- The investment sales market appears to be at an inflection point.
- Sales volume in Q3 was flat compared to 2023, and year-to-date activity is in line with the prior year’s level.
- Office and multifamily posted the most significant year-over-year increases in volume, while hospitality was flat.
- Industrial volume was down slightly at 2%, while retail showed the largest pullback, down 27%.
- Data points to steadying market conditions, suggesting a rebound is just around the corner.

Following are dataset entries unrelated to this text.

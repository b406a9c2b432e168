// crates/mietpreis-core/src/loader/source.rs

//! Concrete geo sources.
//!
//! Every source hands its bytes to the same parser
//! ([`GeoIndex::from_json_slice`] / [`GeoIndex::from_reader`]); there is no
//! source-specific shape.

use super::GeoSource;
use crate::error::Result;
use crate::model::GeoIndex;
use async_trait::async_trait;
use std::borrow::Cow;

#[cfg(feature = "json")]
use super::common_io;
#[cfg(feature = "json")]
use std::path::PathBuf;

/// A payload compiled into the binary or handed over by the host page.
#[derive(Debug, Clone)]
pub struct StaticSource {
    label: Cow<'static, str>,
    json: Cow<'static, str>,
}

impl StaticSource {
    pub fn new(label: impl Into<Cow<'static, str>>, json: impl Into<Cow<'static, str>>) -> Self {
        StaticSource {
            label: label.into(),
            json: json.into(),
        }
    }
}

#[async_trait(?Send)]
impl GeoSource for StaticSource {
    fn describe(&self) -> String {
        format!("static:{}", self.label)
    }

    async fn fetch(&self) -> Result<GeoIndex> {
        GeoIndex::from_json_slice(self.json.as_bytes())
    }
}

/// A local `.json` (or, with `compact`, `.json.gz`) file.
#[cfg(feature = "json")]
#[derive(Debug, Clone)]
pub struct FileSource {
    path: PathBuf,
}

#[cfg(feature = "json")]
impl FileSource {
    pub fn new(path: impl Into<PathBuf>) -> Self {
        FileSource { path: path.into() }
    }
}

#[cfg(feature = "json")]
#[async_trait(?Send)]
impl GeoSource for FileSource {
    fn describe(&self) -> String {
        format!("file:{}", self.path.display())
    }

    async fn fetch(&self) -> Result<GeoIndex> {
        let reader = common_io::open_stream(&self.path)?;
        GeoIndex::from_reader(reader)
    }
}

/// `GET <url>` returning the geo payload.
#[cfg(feature = "http")]
#[derive(Debug, Clone)]
pub struct HttpSource {
    client: reqwest::Client,
    url: String,
}

#[cfg(feature = "http")]
impl HttpSource {
    pub fn new(client: reqwest::Client, url: impl Into<String>) -> Self {
        HttpSource {
            client,
            url: url.into(),
        }
    }

    pub fn url(&self) -> &str {
        &self.url
    }
}

#[cfg(feature = "http")]
#[async_trait(?Send)]
impl GeoSource for HttpSource {
    fn describe(&self) -> String {
        self.url.clone()
    }

    async fn fetch(&self) -> Result<GeoIndex> {
        log::debug!("fetching geo index from {}", self.url);
        let response = self.client.get(&self.url).send().await?;
        let status = response.status();

        if !status.is_success() {
            let body = response.text().await.unwrap_or_default();
            return Err(crate::error::Error::Status {
                url: self.url.clone(),
                status: status.as_u16(),
                detail: crate::common::extract_detail(&body),
            });
        }

        let bytes = response.bytes().await?;
        GeoIndex::from_json_slice(&bytes)
    }
}
// crates/mietpreis-core/src/prediction/service.rs
use super::request::PredictionRequest;
use super::response::PredictionResult;
use crate::error::SubmissionFailure;
use async_trait::async_trait;

/// The valuation service, seen from the form.
#[async_trait(?Send)]
pub trait PredictionService {
    async fn predict(&self, request: &PredictionRequest) -> Result<PredictionResult, SubmissionFailure>;
}

/// `POST <url>` with the request as JSON.
#[cfg(feature = "http")]
#[derive(Debug, Clone)]
pub struct HttpPredictionService {
    client: reqwest::Client,
    url: String,
}

#[cfg(feature = "http")]
impl HttpPredictionService {
    pub fn new(client: reqwest::Client, url: impl Into<String>) -> Self {
        HttpPredictionService {
            client,
            url: url.into(),
        }
    }

    pub fn from_config(client: reqwest::Client, config: &crate::config::ServiceConfig) -> Self {
        Self::new(client, config.predict_url())
    }

    pub fn url(&self) -> &str {
        &self.url
    }
}

#[cfg(feature = "http")]
#[async_trait(?Send)]
impl PredictionService for HttpPredictionService {
    async fn predict(&self, request: &PredictionRequest) -> Result<PredictionResult, SubmissionFailure> {
        log::debug!("POST {} ({}, {})", self.url, request.regio2, request.geo_plz);

        let network = |e: reqwest::Error| SubmissionFailure::Network {
            reason: e.to_string(),
        };
        let response = self
            .client
            .post(&self.url)
            .json(request)
            .send()
            .await
            .map_err(network)?;
        let status = response.status().as_u16();
        let body = response.text().await.map_err(network)?;

        super::response::interpret_response(status, &body)
    }
}
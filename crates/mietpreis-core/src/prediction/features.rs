// crates/mietpreis-core/src/prediction/features.rs

//! Display names for the model's feature-importance entries.
//!
//! The service reports features under their pipeline names, e.g.
//! `num__livingSpace` or `cat__heatingType_encoded`. Stage prefixes and
//! encoding suffixes are stripped, then known fields get their German form
//! label. Anything else is made readable generically.

use once_cell::sync::Lazy;
use std::collections::HashMap;

const STRIPPED_SUFFIXES: &[&str] = &["_was_missing", "_missing", "_encoded"];

static FEATURE_LABELS: Lazy<HashMap<&'static str, &'static str>> = Lazy::new(|| {
    HashMap::from([
        ("livingSpace", "Wohnfläche"),
        ("noRooms", "Zimmer"),
        ("floor", "Etage"),
        ("yearConstructed", "Baujahr"),
        ("regio1", "Bundesland"),
        ("regio2", "Stadt / Landkreis"),
        ("geo_plz", "Postleitzahl"),
        ("heatingType", "Heizung"),
        ("condition", "Zustand"),
        ("interiorQual", "Qualität"),
        ("typeOfFlat", "Wohnungstyp"),
        ("balcony", "Balkon"),
        ("lift", "Aufzug"),
        ("hasKitchen", "Einbauküche"),
        ("garden", "Garten"),
        ("cellar", "Keller"),
        ("post_year", "Inseratsjahr"),
        ("post_month", "Inseratsmonat"),
    ])
});

/// Strip the stage prefix (everything up to the last `__`) and one
/// encoding suffix.
pub fn base_feature_name(raw: &str) -> &str {
    let name = raw.rsplit_once("__").map_or(raw, |(_, tail)| tail);
    STRIPPED_SUFFIXES
        .iter()
        .find_map(|suffix| name.strip_suffix(suffix))
        .filter(|stripped| !stripped.is_empty())
        .unwrap_or(name)
}

/// Human-readable name of a raw feature identifier.
///
/// ```
/// use mietpreis_core::prediction::humanize_feature;
///
/// assert_eq!(humanize_feature("num__livingSpace"), "Wohnfläche");
/// assert_eq!(humanize_feature("cat__heatingType_encoded"), "Heizung");
/// assert_eq!(humanize_feature("noise_level-db"), "noise level db");
/// ```
pub fn humanize_feature(raw: &str) -> String {
    let base = base_feature_name(raw.trim());
    if let Some(label) = FEATURE_LABELS.get(base) {
        return (*label).to_string();
    }
    base.split(|c: char| c == '_' || c == '-' || c.is_whitespace())
        .filter(|part| !part.is_empty())
        .collect::<Vec<_>>()
        .join(" ")
}
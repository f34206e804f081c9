//! Per-turn decision policies.
//!
//! The Queen's order comes from evasion first and the build policy second;
//! production is decided independently from the same snapshot.

pub mod build;
pub mod evade;
pub mod portfolio;
pub mod relocate;
pub mod train;

pub use portfolio::{choose_structure, Portfolio};
pub use relocate::{NearestOpenSite, Relocator};

use crate::board::Snapshot;
use crate::config::Config;
use crate::protocol::{QueenCommand, TrainCommand};

/// The two orders issued each turn.
#[derive(Debug, Clone, PartialEq, Eq)]
pub struct Decision {
    pub queen: QueenCommand,
    pub train: TrainCommand,
}

impl Decision {
    /// The always-legal pair used when nothing better can be decided.
    pub fn idle() -> Self {
        Decision {
            queen: QueenCommand::Wait,
            train: TrainCommand::none(),
        }
    }
}

/// Composes the policies with their configuration.
pub struct Policy {
    config: Config,
    relocator: Box<dyn Relocator>,
}

impl Policy {
    /// Builds the default policy stack with the given parameters.
    pub fn new(config: Config) -> Self {
        Policy::with_relocator(config, Box::new(NearestOpenSite))
    }

    /// Same as `new`, with a custom relocation target chooser.
    pub fn with_relocator(config: Config, relocator: Box<dyn Relocator>) -> Self {
        Policy { config, relocator }
    }

    /// Movement: evasion, or the build policy when there is no threat.
    pub fn decide_queen(&self, snapshot: &Snapshot) -> QueenCommand {
        evade::decide(snapshot, self.config.danger_radius)
            .unwrap_or_else(|| build::decide(snapshot, &self.config, self.relocator.as_ref()))
    }

    /// Production: which idle barracks to task this turn.
    pub fn decide_train(&self, snapshot: &Snapshot) -> TrainCommand {
        train::decide(snapshot, &self.config)
    }

    /// Both orders for one turn.
    pub fn decide(&self, snapshot: &Snapshot) -> Decision {
        Decision {
            queen: self.decide_queen(snapshot),
            train: self.decide_train(snapshot),
        }
    }
}

impl Default for Policy {
    fn default() -> Self {
        Policy::new(Config::default())
    }
}
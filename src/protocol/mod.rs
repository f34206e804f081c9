//! Referee protocol handling.
//!
//! Parses the startup and per-turn input records and formats the two
//! command lines the engine answers with each turn.

pub mod command;
pub mod input;

pub use command::{
    parse_queen_command, parse_train_command, BuildTarget, CommandError, QueenCommand,
    TrainCommand,
};
pub use input::{InputReader, ProtocolError};
//! New-structure choice on an empty site.
//!
//! Counts what the agent already owns and scores each candidate structure
//! by how far its count falls short of the configured target, weighted per
//! structure kind and nudged by nearby threats.

use tracing::debug;

use crate::board::{Site, Snapshot, Specialization, Structure, UnitType, ALL_SPECIALIZATIONS};
use crate::config::PortfolioConfig;
use crate::protocol::BuildTarget;

/// Counts of friendly structures by kind.
#[derive(Debug, Clone, Copy, PartialEq, Eq, Default)]
pub struct Portfolio {
    pub mines: u32,
    pub towers: u32,
    /// Indexed by `Specialization::code()`.
    pub barracks: [u32; 3],
}

impl Portfolio {
    /// Tallies every friendly site in the snapshot.
    pub fn of(snapshot: &Snapshot) -> Portfolio {
        let mut p = Portfolio::default();
        for site in snapshot.friendly_sites() {
            match site.structure() {
                Structure::Mine => p.mines += 1,
                Structure::Tower => p.towers += 1,
                Structure::Barracks => {
                    if let Some(spec) = site.specialization() {
                        p.barracks[spec.code() as usize] += 1;
                    }
                }
                Structure::Empty => {}
            }
        }
        p
    }

    pub fn barracks_of(&self, spec: Specialization) -> u32 {
        self.barracks[spec.code() as usize]
    }
}

/// Fraction of `target` still missing, in `0.0..=1.0`.
fn shortfall(have: u32, target: u32) -> f64 {
    if target == 0 || have >= target {
        return 0.0;
    }
    f64::from(target - have) / f64::from(target)
}

/// Scores every buildable option for `site`, in tie-break order.
pub fn score_options(
    snapshot: &Snapshot,
    site: &Site,
    config: &PortfolioConfig,
) -> Vec<(BuildTarget, f64)> {
    let portfolio = Portfolio::of(snapshot);
    let threatened = snapshot
        .enemy_units()
        .next()
        .is_some_and(|u| u.distance < config.threat_radius);
    let enemy_knights = snapshot.enemy_has(UnitType::KNIGHT);

    let mut options = Vec::with_capacity(5);
    if !site.is_depleted() {
        options.push((
            BuildTarget::Mine,
            config.mine_weight * shortfall(portfolio.mines, config.mines),
        ));
    }

    let mut tower = config.tower_weight * shortfall(portfolio.towers, config.towers);
    if threatened {
        tower += config.threat_bonus;
    }
    options.push((BuildTarget::Tower, tower));

    for spec in ALL_SPECIALIZATIONS {
        let have = portfolio.barracks_of(spec);
        let mut score = config.barracks_weight * shortfall(have, config.barracks_target(spec));
        if spec == Specialization::Archer && enemy_knights && have == 0 {
            score += config.threat_bonus;
        }
        options.push((BuildTarget::Barracks(spec), score));
    }
    options
}

/// Picks the structure to build on an empty site, or `None` when every
/// target is already met.
pub fn choose_structure(
    snapshot: &Snapshot,
    site: &Site,
    config: &PortfolioConfig,
) -> Option<BuildTarget> {
    let options = score_options(snapshot, site, config);
    let mut best: Option<(BuildTarget, f64)> = None;
    for (target, score) in options {
        if score <= 0.0 {
            continue;
        }
        if best.map_or(true, |(_, s)| score > s) {
            best = Some((target, score));
        }
    }
    debug!(choice = ?best, "structure choice");
    best.map(|(target, _)| target)
}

Investment sales activity has shown promising signs of stabilization. Volume increased year-over-year in Q2 and was flat in Q3. After additional deals are added to the investment sales rolls, this will mark the first back-to-back positive showing since early 2022. While some noise in the data is likely in the coming months and quarters, conditions suggest that the worst is now over, the market has found its footing, and recovery is set to begin.

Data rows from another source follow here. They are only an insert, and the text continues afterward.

//! Per-turn snapshot assembly.
//!
//! Applies a turn's site updates to the registry, promotes the friendly
//! Queen into the `Player` view, and sorts sites and units by distance from
//! her. Policies only ever read the resulting `Snapshot`.

use thiserror::Error;
use tracing::warn;

use super::geometry::{by_distance, Point, Ranged};
use super::registry::{RegistryError, SiteRegistry};
use super::site::{Site, SiteId, SiteState};
use super::unit::{Owner, Unit, UnitType};

/// Errors raised while building a snapshot.
#[derive(Debug, Error, PartialEq, Eq)]
pub enum SnapshotError {
    #[error(transparent)]
    Registry(#[from] RegistryError),

    #[error("no friendly queen in unit list")]
    MissingQueen,
}

/// Raw data received for one turn.
#[derive(Debug, Clone, PartialEq, Eq, Default)]
pub struct TurnInput {
    pub gold: i32,
    pub touched_site: Option<SiteId>,
    pub sites: Vec<(SiteId, SiteState)>,
    pub units: Vec<Unit>,
}

/// The agent's own Queen as seen this turn.
#[derive(Debug, Clone, Copy, PartialEq)]
pub struct Player {
    pub gold: i32,
    pub position: Point,
    pub health: i32,
    /// The site whose capture radius contains the Queen, if any.
    pub touched_site: Option<Site>,
}

/// Everything the policies see for one turn.
#[derive(Debug, Clone, PartialEq)]
pub struct Snapshot {
    pub player: Player,
    /// All sites, nearest to the Queen first.
    pub sites: Vec<Ranged<Site>>,
    /// All units including the Queen herself, nearest first.
    pub units: Vec<Ranged<Unit>>,
}

impl Snapshot {
    /// Refreshes `registry` from `input` and assembles the turn view.
    ///
    /// The turn must list every registered site exactly once. Once that
    /// holds, the registry is updated even if no Queen is found, so it
    /// always mirrors the latest input.
    pub fn build(registry: &mut SiteRegistry, input: TurnInput) -> Result<Snapshot, SnapshotError> {
        registry.refresh(input.sites)?;

        let touched_site = match input.touched_site {
            Some(id) => Some(*registry.get(id).ok_or(RegistryError::UnknownSite(id))?),
            None => None,
        };

        let mut queens = input.units.iter().filter(|u| u.is_queen_of(Owner::Friendly));
        let queen = *queens.next().ok_or(SnapshotError::MissingQueen)?;
        if queens.next().is_some() {
            warn!("more than one friendly queen reported, using the first");
        }

        let player = Player {
            gold: input.gold,
            position: queen.position,
            health: queen.health,
            touched_site,
        };

        Ok(Snapshot {
            player,
            sites: by_distance(player.position, registry.iter().copied()),
            units: by_distance(player.position, input.units),
        })
    }

    /// Sites currently owned by the agent, nearest first.
    pub fn friendly_sites(&self) -> impl Iterator<Item = &Ranged<Site>> {
        self.sites.iter().filter(|s| s.is_friendly())
    }

    /// Enemy units, nearest first.
    pub fn enemy_units(&self) -> impl Iterator<Item = &Ranged<Unit>> {
        self.units.iter().filter(|u| u.owner == Owner::Enemy)
    }

    /// The enemy Knight closest to the Queen.
    pub fn nearest_enemy_knight(&self) -> Option<&Ranged<Unit>> {
        self.units.iter().find(|u| u.is_enemy_knight())
    }

    /// The enemy Queen, if she is on the map.
    pub fn enemy_queen(&self) -> Option<&Ranged<Unit>> {
        self.units.iter().find(|u| u.is_queen_of(Owner::Enemy))
    }

    /// Whether an enemy unit of the given type exists anywhere.
    pub fn enemy_has(&self, unit_type: UnitType) -> bool {
        self.enemy_units().any(|u| u.unit_type == unit_type)
    }
}

#[cfg(test)]
mod tests {
    use super::*;
    use crate::board::site::{SiteLayout, Structure};

    fn registry() -> SiteRegistry {
        SiteRegistry::new(&[
            SiteLayout { id: 0, position: Point::new(900, 500), radius: 60 },
            SiteLayout { id: 1, position: Point::new(120, 100), radius: 60 },
            SiteLayout { id: 2, position: Point::new(400, 300), radius: 60 },
        ])
        .unwrap()
    }

    fn queen(owner: Owner, x: i32, y: i32) -> Unit {
        Unit {
            position: Point::new(x, y),
            owner,
            unit_type: UnitType::Queen,
            health: 100,
        }
    }

    /// A full site list for `registry()` with every site empty except `id`.
    fn sites_with(id: SiteId, state: SiteState) -> Vec<(SiteId, SiteState)> {
        (0..3)
            .map(|i| if i == id { (i, state) } else { (i, SiteState::default()) })
            .collect()
    }

    fn all_empty() -> Vec<(SiteId, SiteState)> {
        sites_with(-1, SiteState::default())
    }

    fn friendly_mine(size: i32) -> SiteState {
        SiteState {
            gold_remaining: 300,
            max_mine_size: 3,
            structure: Structure::Mine,
            owner: Some(Owner::Friendly),
            param1: size,
            param2: -1,
        }
    }

    #[test]
    fn build_promotes_friendly_queen() {
        let mut reg = registry();
        let input = TurnInput {
            gold: 120,
            touched_site: None,
            sites: all_empty(),
            units: vec![queen(Owner::Enemy, 1800, 900), queen(Owner::Friendly, 100, 100)],
        };
        let snap = Snapshot::build(&mut reg, input).unwrap();
        assert_eq!(snap.player.gold, 120);
        assert_eq!(snap.player.position, Point::new(100, 100));
        assert_eq!(snap.player.health, 100);
        assert!(snap.player.touched_site.is_none());
        assert_eq!(snap.enemy_queen().unwrap().position, Point::new(1800, 900));
    }

    #[test]
    fn build_sorts_sites_and_units_by_distance() {
        let mut reg = registry();
        let input = TurnInput {
            gold: 0,
            touched_site: None,
            sites: all_empty(),
            units: vec![queen(Owner::Enemy, 1800, 900), queen(Owner::Friendly, 100, 100)],
        };
        let snap = Snapshot::build(&mut reg, input).unwrap();
        let ids: Vec<SiteId> = snap.sites.iter().map(|s| s.id()).collect();
        assert_eq!(ids, vec![1, 2, 0]);
        assert_eq!(snap.units[0].owner, Owner::Friendly);
        assert_eq!(snap.units[0].distance, 0.0);
    }

    #[test]
    fn build_applies_updates_and_resolves_touched_site() {
        let mut reg = registry();
        let input = TurnInput {
            gold: 0,
            touched_site: Some(2),
            sites: sites_with(2, friendly_mine(1)),
            units: vec![queen(Owner::Friendly, 400, 300)],
        };
        let snap = Snapshot::build(&mut reg, input).unwrap();
        let touched = snap.player.touched_site.unwrap();
        assert_eq!(touched.id(), 2);
        assert_eq!(touched.state, friendly_mine(1));
        assert_eq!(reg.get(2).unwrap().state, friendly_mine(1));
        assert_eq!(snap.friendly_sites().count(), 1);
    }

    #[test]
    fn build_without_queen_still_updates_registry() {
        let mut reg = registry();
        let input = TurnInput {
            gold: 0,
            touched_site: None,
            sites: sites_with(0, friendly_mine(2)),
            units: vec![queen(Owner::Enemy, 10, 10)],
        };
        assert_eq!(
            Snapshot::build(&mut reg, input).unwrap_err(),
            SnapshotError::MissingQueen
        );
        assert_eq!(reg.get(0).unwrap().state, friendly_mine(2));
    }

    #[test]
    fn build_rejects_unknown_touched_site() {
        let mut reg = registry();
        let input = TurnInput {
            gold: 0,
            touched_site: Some(42),
            sites: all_empty(),
            units: vec![queen(Owner::Friendly, 0, 0)],
        };
        assert_eq!(
            Snapshot::build(&mut reg, input).unwrap_err(),
            SnapshotError::Registry(RegistryError::UnknownSite(42))
        );
    }

    #[test]
    fn build_rejects_turn_that_skips_a_site() {
        let mut reg = registry();
        let first = TurnInput {
            gold: 0,
            touched_site: None,
            sites: sites_with(1, friendly_mine(2)),
            units: vec![queen(Owner::Friendly, 0, 0)],
        };
        Snapshot::build(&mut reg, first).unwrap();

        // site 0 twice, site 1 never
        let second = TurnInput {
            gold: 0,
            touched_site: None,
            sites: vec![
                (0, SiteState::default()),
                (0, SiteState::default()),
                (2, SiteState::default()),
            ],
            units: vec![queen(Owner::Friendly, 0, 0)],
        };
        assert_eq!(
            Snapshot::build(&mut reg, second).unwrap_err(),
            SnapshotError::Registry(RegistryError::DuplicateUpdate(0))
        );

        let third = TurnInput {
            gold: 0,
            touched_site: None,
            sites: vec![(0, SiteState::default()), (2, SiteState::default())],
            units: vec![queen(Owner::Friendly, 0, 0)],
        };
        assert_eq!(
            Snapshot::build(&mut reg, third).unwrap_err(),
            SnapshotError::Registry(RegistryError::MissingUpdate(1))
        );
        assert_eq!(reg.get(1).unwrap().state, friendly_mine(2));
    }

    #[test]
    fn nearest_enemy_knight_skips_other_units() {
        let mut reg = registry();
        let knight = |owner, x| Unit {
            position: Point::new(x, 0),
            owner,
            unit_type: UnitType::KNIGHT,
            health: 25,
        };
        let archer = Unit {
            position: Point::new(10, 0),
            owner: Owner::Enemy,
            unit_type: UnitType::ARCHER,
            health: 45,
        };
        let input = TurnInput {
            gold: 0,
            touched_site: None,
            sites: all_empty(),
            units: vec![
                queen(Owner::Friendly, 0, 0),
                knight(Owner::Enemy, 500),
                archer,
                knight(Owner::Friendly, 20),
                knight(Owner::Enemy, 200),
            ],
        };
        let snap = Snapshot::build(&mut reg, input).unwrap();
        let nearest = snap.nearest_enemy_knight().unwrap();
        assert_eq!(nearest.position, Point::new(200, 0));
        assert_eq!(nearest.distance, 200.0);
        assert!(snap.enemy_has(UnitType::ARCHER));
        assert!(!snap.enemy_has(UnitType::GIANT));
    }
}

Conditions suggest the worst is now over, the market has found its footing, and recovery is set to begin.
Office
Office volume has started to rebound after several quarters of tepid activity. Investment volume increased 13% compared to this time last year, the best of any asset class. Suburban activity has held mostly steady, while CBD volume has ballooned 79%. To be fair, CBD sales in 2023 Q3 were the lowest of the cycle and reminiscent of some quarters coming out of the Global Financial Crisis. With office fundamentals stabilizing, investors can more comfortably call a bottom.
Industrial
Sales volume is showing clear indicators of stabilizing. Quarterly sales are in line with this time last year and up slightly from Q2, led by warehouse transactions. With an average of $23 billion in deals over the past two quarters, volume isn’t too far off from 2018 levels and exceeds 2014-2017 averages. Unlike some other asset classes, the number of transactions is stable and slightly increasing. Industrial has been an investor favorite, and as fundamentals strengthen, sales activity should pick up quickly.
Multifamily
Multifamily remains the perennial leader in investment sales volume, ending Q3 up 9% year-over-year, the second consecutive quarterly increase. Sales have averaged $38.3 billion over the past two quarters, aligning with 2017 levels. While a far cry from the height of the post-pandemic era, this shows that the market is functional and remains liquid, especially on a market-by-market level. Year-to-date activity posted records in San Francisco and Boulder, CO.
Retail
Headlines suggest that retail is facing the most substantial pullback in sales activity of all asset classes. While this is technically true, it is worth noting that Q3 comparisons have a significant caveat: a large entity transaction in 2023 sent volume soaring. However, when excluding entity deals and comparing more typical single-asset and portfolio deals, retail volume is up on a year-over-year basis. Non-entity activity has been stable since the start of 2023.
Hospitality
Hospitality volume was consistent with last year’s activity, but the makeup of that volume has shifted. Full-service properties are up 53% over the past year, while limited-service properties are down 35%. This trend matches the shift in travel demand and corresponding property performance metrics. Large single-property deals continue to be major drivers of overall activity. Through the first three quarters of the year, the New York City Boroughs market has posted record sales volume, the only market in the top 25 to do so.